Thursday, November 11, 2021

Picking Pecks of Peppers

We always plant our peppers from seeds on January 1st.  We've eaten plenty of peppers all throughout the year.  Unusually high rainfall earlier in the year sickened our peppers, even causing some of them to die.  It hurt their yield.  Now that cooler weather has set in, the peppers are very happy and they are producing peppers faster than we can eat them.  That's a good problem to have, I guess.

We picked two buckets full of jalapenos the other afternoon.  We have a mild jalapeno and a hot jalapeno.  I planted them too close together and they have cross pollinated, so they are all very hot now.  Even as we picked the larger ones, the sheer weight of the smaller peppers weighed down the branches.

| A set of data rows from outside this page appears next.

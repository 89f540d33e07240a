//! # gemprice Vision
//!
//! Image feature extraction for multimodal price prediction.
//!
//! [`ImageFeatureExtractor`] resizes an image to 224x224, applies the
//! backbone's channel normalization and returns the 2048-wide pooled output
//! of a pre-trained ResNet-50. Extraction never fails: a bad image yields a
//! zero vector, and a missing backbone puts the extractor in degraded mode.
//!
//! ```rust
//! use gemprice_vision::{ExtractorConfig, ImageFeatureExtractor};
//! use image::{DynamicImage, RgbImage};
//!
//! // No weights configured: the extractor starts degraded.
//! let extractor = ImageFeatureExtractor::new(ExtractorConfig::default());
//! assert!(extractor.is_degraded());
//!
//! let image = DynamicImage::ImageRgb8(RgbImage::new(32, 32));
//! assert_eq!(extractor.extract(&image), vec![0.0; 2048]);
//! ```

pub mod backbone;
pub mod error;
pub mod extractor;
pub mod preprocess;

pub use backbone::{Backbone, ResNet50Backbone};
pub use error::VisionError;
pub use extractor::{ExtractorConfig, ExtractorStatus, ImageFeatureExtractor, ImageSource};
pub use preprocess::{load_image, to_input, Normalization, DEFAULT_IMAGE_SIZE};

We've cooked with them, dried a bunch of them and eaten a whole lot of them.  We'll make jalapeno poppers again pretty soon.  That's our favorite thing to do with them.  I'll have to check our inventory of Pepper Jelly in the pantry to see if we can make more.  That's a good snack!

The sweet bell peppers are producing nicely, too.  Just the other night, we had "dirty rice" for supper.  The next evening, Tricia picked some nice bell peppers, stuffed them with the leftover dirty rice, baked them, and we had stuffed bell peppers for supper.

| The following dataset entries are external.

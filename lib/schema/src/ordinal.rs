//! Ordinal transformer: most-frequent imputation followed by rank encoding

use gemprice_core::{Column, FeatureVector, RawRecord};
use serde::{Deserialize, Serialize};

use crate::impute::most_frequent;
use crate::ranks::RankTable;
use crate::schema::SchemaError;

/// Fitted parameters of one ordinal column
#[derive(Debug, Clone, Serialize, Deserialize, PartialEq)]
pub struct OrdinalColumn {
    pub column: Column,
    /// Fill value for missing entries
    pub fill: String,
    /// Grade order, persisted with the pipeline
    pub table: RankTable,
}

impl OrdinalColumn {
    #[inline]
    pub fn apply(&self, value: Option<&str>) -> f32 {
        self.table.encode(value.unwrap_or(&self.fill))
    }
}

#[derive(Debug, Clone, Serialize, Deserialize, PartialEq)]
pub struct OrdinalTransformer {
    pub columns: Vec<OrdinalColumn>,
}

impl OrdinalTransformer {
    pub fn fit(columns: &[Column], records: &[RawRecord]) -> Result<Self, SchemaError> {
        let mut fitted = Vec::with_capacity(columns.len());

        for &column in columns {
            let table = RankTable::for_column(column)
                .ok_or_else(|| SchemaError::MissingRankTable(column.name().to_string()))?;

            let observed: Vec<&str> = records
                .iter()
                .filter_map(|r| r.text(column).transpose())
                .collect::<Result<_, _>>()?;
            let fill = most_frequent(observed)
                .ok_or_else(|| SchemaError::NoObservedValues(column.name().to_string()))?;

            fitted.push(OrdinalColumn { column, fill, table });
        }

        Ok(Self { columns: fitted })
    }

    pub fn width(&self) -> usize {
        self.columns.len()
    }

    pub fn transform_into(&self, record: &RawRecord, out: &mut FeatureVector) -> Result<(), SchemaError> {
        for col in &self.columns {
            out.extend_from_slice(&[col.apply(record.text(col.column)?)]);
        }
        Ok(())
    }

    pub fn feature_names(&self, prefix: &str) -> Vec<String> {
        self.columns
            .iter()
            .map(|c| format!("{}__{}", prefix, c.column))
            .collect()
    }

    pub fn validate(&self) -> Result<(), SchemaError> {
        for c in &self.columns {
            c.table.validate()?;
            if c.fill.trim().is_empty() {
                return Err(SchemaError::InvalidParameters(format!(
                    "ordinal column '{}' has an empty fill value",
                    c.column
                )));
            }
        }
        Ok(())
    }
}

The Lilac bell peppers are very healthy now, too.  We like colorful things in the garden and these fit the bill nicely.  Named lilac for their purple color, these peppers are just beautiful.  They are sweet, so the taste resembles a normal bell pepper.

The peppers are full of blooms and will continue producing until the first freeze kills them.  Until then we'll continue to enjoy.  Long about the time the freeze kills the mature plants, we'll plant replacements for them from seed on January 1st and start the process all over again.